Medicaid qualification is full of its own jargon that can make the process a mystery to almost anyone. One key concept to understand is the “community spouse resource allowance.” To speak in the jargon of Medicaid for a moment, the community spouse resource allowance is the value of non-exempt assets that a married couple is permitted to keep and still qualify for Medicaid long-term care assistance. That definition is quite a mouthful, so I will break it all down and put it into context.
When one member of a married couple requires long-term care for more than 30 days, an inventory of the couple’s assets as of the day the institutionalized spouse first entered the hospital or nursing home must be prepared. This is done using form DHS 4574-B, the Asset Declaration. This form must accurately describe a couple’s assets, under penalty of law. From this form, a determination is made of how much the couple will be permitted to keep and qualify for Medicaid. Eventually, assets that are retained by the couple will have to be separately titled in the name of the spouse who is not institutionalized. That spouse is called the community spouse. Therefore, the amount the couple can keep is called the community spouse resource allowance. “Resource” means basically the same thing as “asset” for most purposes. The process of dividing assets between what must be spent down and what the community spouse may keep is referred to as the division of assets. Generally speaking, the community spouse will be permitted to keep one half of all countable assets, but no less than $20,800.00 and no more than $104,400.00.
To take an example, let’s suppose that Bob and Mary have a house worth $150,000.00 and a car worth $8,000.00 and $150,000.00 in the bank on the day that Bob goes into the nursing home. Bob and Mary’s asset declaration might look like this:
Bank Account $150,000.00
At first glance, it appears that this couple is entitled to take retain the full $104,400.00 since they have $308,000.00 in net worth. But remember that the community spouse resource allowance only concerns non-exempt assets.
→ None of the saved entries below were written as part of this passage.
//! HTTP API behavior against the in-memory fakes.

mod common;

use std::sync::Arc;

use axum::{
    body::Body,
    http::{Request, StatusCode},
};
use http_body_util::BodyExt;
use alloy_primitives::U256;
use time::OffsetDateTime;
use tower::ServiceExt;

use common::{usd, usdc_units, FakeProtocol};
use vigil::{
    agent::{LatestSnapshot, MonitorStatus},
    chain::{ChainStateView, ProtocolClient},
    events::{EventPayload, LifecyclePhase},
    observer::Snapshot,
    server::{router, ApiState},
    store::EventStore,
    types::{deviation_bps, weth_wei, BlockNumber, CycleIndex},
};

fn snapshot_at(block: u64) -> Snapshot {
    let oracle = usd(2_000);
    let amm = usd(1_980);
    Snapshot {
        cycle: CycleIndex::new(1),
        observed_at: OffsetDateTime::UNIX_EPOCH,
        block: BlockNumber::new(block),
        oracle_price: oracle,
        amm_spot_price: amm,
        weth_reserve: weth_wei(100),
        usdc_reserve: usdc_units(198_000),
        deviation: deviation_bps(oracle, amm),
        swaps_in_block: 0,
        oracle_updates_in_block: 0,
        largest_swap_weth_wei: U256::ZERO,
        liquidations: Vec::new(),
        flags: ChainStateView::default(),
        recent_prices: vec![oracle],
        valid: true,
    }
}

fn test_state(chain: Arc<FakeProtocol>) -> (Arc<ApiState>, Arc<EventStore>) {
    let store = Arc::new(EventStore::new(1_000));
    let chain: Arc<dyn ProtocolClient> = chain;
    let latest = Arc::new(LatestSnapshot::default());
    latest.set(snapshot_at(100));
    let state = Arc::new(ApiState {
        store: Arc::clone(&store),
        chain,
        status: Arc::new(MonitorStatus::default()),
        latest,
        attack_swap_weth: 50,
        repause_after_restore: false,
    });
    (state, store)
}

async fn get_json(app: axum::Router, uri: &str) -> (StatusCode, serde_json::Value) {
    let response = app
        .oneshot(Request::builder().uri(uri).body(Body::empty()).unwrap())
        .await
        .unwrap();
    let status = response.status();
    let bytes = response.into_body().collect().await.unwrap().to_bytes();
    let value = serde_json::from_slice(&bytes).unwrap_or(serde_json::Value::Null);
    (status, value)
}

async fn post_json(app: axum::Router, uri: &str) -> (StatusCode, serde_json::Value) {
    let response = app
        .oneshot(
            Request::builder()
                .method("POST")
                .uri(uri)
                .body(Body::empty())
                .unwrap(),
        )
        .await
        .unwrap();
    let status = response.status();
    let bytes = response.into_body().collect().await.unwrap().to_bytes();
    let value = serde_json::from_slice(&bytes).unwrap_or(serde_json::Value::Null);
    (status, value)
}

#[tokio::test]
async fn health_reports_starting_before_first_cycle() {
    let (state, _store) = test_state(FakeProtocol::healthy());
    let (status, body) = get_json(router(state), "/health").await;
    assert_eq!(status, StatusCode::OK);
    assert_eq!(body["status"], "starting");
}

#[tokio::test]
async fn stats_merges_store_counters_and_live_flags() {
    let chain = FakeProtocol::healthy();
    chain.set_amm_paused(true);
    let (state, store) = test_state(chain);

    store.append(
        CycleIndex::new(1),
        EventPayload::Lifecycle {
            phase: LifecyclePhase::Started,
            message: "up".into(),
        },
    );

    let (status, body) = get_json(router(state), "/api/stats").await;
    assert_eq!(status, StatusCode::OK);
    assert_eq!(body["total_events"], 1);
    assert_eq!(body["amm_paused"], true);
    assert_eq!(body["vault_paused"], false);
    assert_eq!(body["current_oracle_price"], 2_000.0);
    assert_eq!(body["price_deviation"], 1.0);
    assert!(body["last_update_iso"].is_string());
}

#[tokio::test]
async fn events_endpoint_returns_newest_first_and_supports_resync() {
    let (state, store) = test_state(FakeProtocol::healthy());
    for i in 0..10 {
        store.append(
            CycleIndex::new(i),
            EventPayload::Lifecycle {
                phase: LifecyclePhase::Started,
                message: format!("event {i}"),
            },
        );
    }

    let (status, body) = get_json(router(Arc::clone(&state)), "/api/events?limit=3").await;
    assert_eq!(status, StatusCode::OK);
    let events = body.as_array().unwrap();
    assert_eq!(events.len(), 3);
    assert_eq!(events[0]["id"], 10);

    // Id-range resync returns oldest-first from the requested id.
    let (_, body) = get_json(router(state), "/api/events?from_id=4&limit=3").await;
    let events = body.as_array().unwrap();
    assert_eq!(events[0]["id"], 4);
    assert_eq!(events[2]["id"], 6);
}

#[tokio::test]
async fn prices_rejects_non_positive_hours() {
    let (state, _store) = test_state(FakeProtocol::healthy());
    let (status, body) = get_json(router(state), "/api/prices?hours=0").await;
    assert_eq!(status, StatusCode::BAD_REQUEST);
    assert_eq!(body["error"]["kind"], "bad_request");
    assert!(body["error"]["message"].is_string());
}

#[tokio::test]
async fn simulate_attack_crashes_a_live_pool() {
    let chain = FakeProtocol::healthy();
    let spot_before = chain.spot_price();
    let (state, _store) = test_state(chain.clone());

    let (status, body) = post_json(router(state), "/api/admin/simulate-attack").await;
    assert_eq!(status, StatusCode::OK);
    assert_eq!(body["success"], true);
    assert_eq!(body["blocked"], false);
    assert!(body["tx_hash"].is_string());
    assert!(chain.spot_price() < spot_before);
}

#[tokio::test]
async fn simulate_attack_is_blocked_by_paused_amm() {
    let chain = FakeProtocol::healthy();
    chain.set_amm_paused(true);
    let spot_before = chain.spot_price();
    let (state, _store) = test_state(chain.clone());

    let (status, body) = post_json(router(state), "/api/admin/simulate-attack").await;
    assert_eq!(status, StatusCode::OK);
    assert_eq!(body["success"], true);
    assert_eq!(body["blocked"], true);
    assert_eq!(chain.spot_price(), spot_before);
}

#[tokio::test]
async fn reset_amm_restores_price() {
    let chain = FakeProtocol::healthy();
    chain.crash_to(usd(1_200));
    let (state, _store) = test_state(chain.clone());

    let (status, body) = post_json(router(state), "/api/admin/reset-amm").await;
    assert_eq!(status, StatusCode::OK);
    assert_eq!(body["success"], true);
    let spot = chain.spot_price();
    assert!(spot.abs_diff_bps(usd(2_000), usd(2_000)) <= 500);
}

#[tokio::test]
async fn unpause_clears_all_flags() {
    let chain = FakeProtocol::healthy();
    chain.set_amm_paused(true);
    let (state, _store) = test_state(chain.clone());

    let (status, body) = post_json(router(state), "/api/admin/unpause").await;
    assert_eq!(status, StatusCode::OK);
    assert_eq!(body["success"], true);
    let flags = chain.flags();
    assert!(!flags.amm_paused);
    assert!(!flags.vault_paused);
    assert!(!flags.liquidations_blocked);
}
The car and the house are exempt assets and so they do not count in the determination of what the couple may keep. But by the same token, the car and the house are not subject to spend-down. Here, the couple will only be entitled to keep $75,000.00 of the $150,000.00 in money that they have in the bank. The remaining $75,000.00 is the amount that is subject to spend-down. This money must be devoted to specific purposes under law, most commonly the cost of nursing home care. However, there are significant ways to put this money to the best use for the sake of the community spouse that will help to secure a retirement, care for the community spouse, or meet a number of other needs that the family may be facing. This is one area where consultation with an experienced elder law attorney can be particularly helpful.